EXERCISE GOAL:
Show all lines from the data that include the word "SectionRoute".

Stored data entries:
####################

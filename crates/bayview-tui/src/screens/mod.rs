//! Screen implementations. Each screen is a top-level Component.

pub mod grid;
pub mod sections;

use bayview_core::SectionRoute;

use crate::component::Component;
use crate::screen::ScreenId;

/// Create screen components for the tab bar, all starting on `route`.
pub fn create_screens(route: &SectionRoute) -> Vec<(ScreenId, Box<dyn Component>)> {
    vec![
        (ScreenId::Grid, Box::new(grid::GridScreen::new(route.clone()))),
        (
            ScreenId::Sections,
            Box::new(sections::SectionsScreen::new(route.clone())),
        ),
    ]
}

####################

OUTPUT OF THE TASK:
use bayview_core::SectionRoute;
pub fn create_screens(route: &SectionRoute) -> Vec<(ScreenId, Box<dyn Component>)> {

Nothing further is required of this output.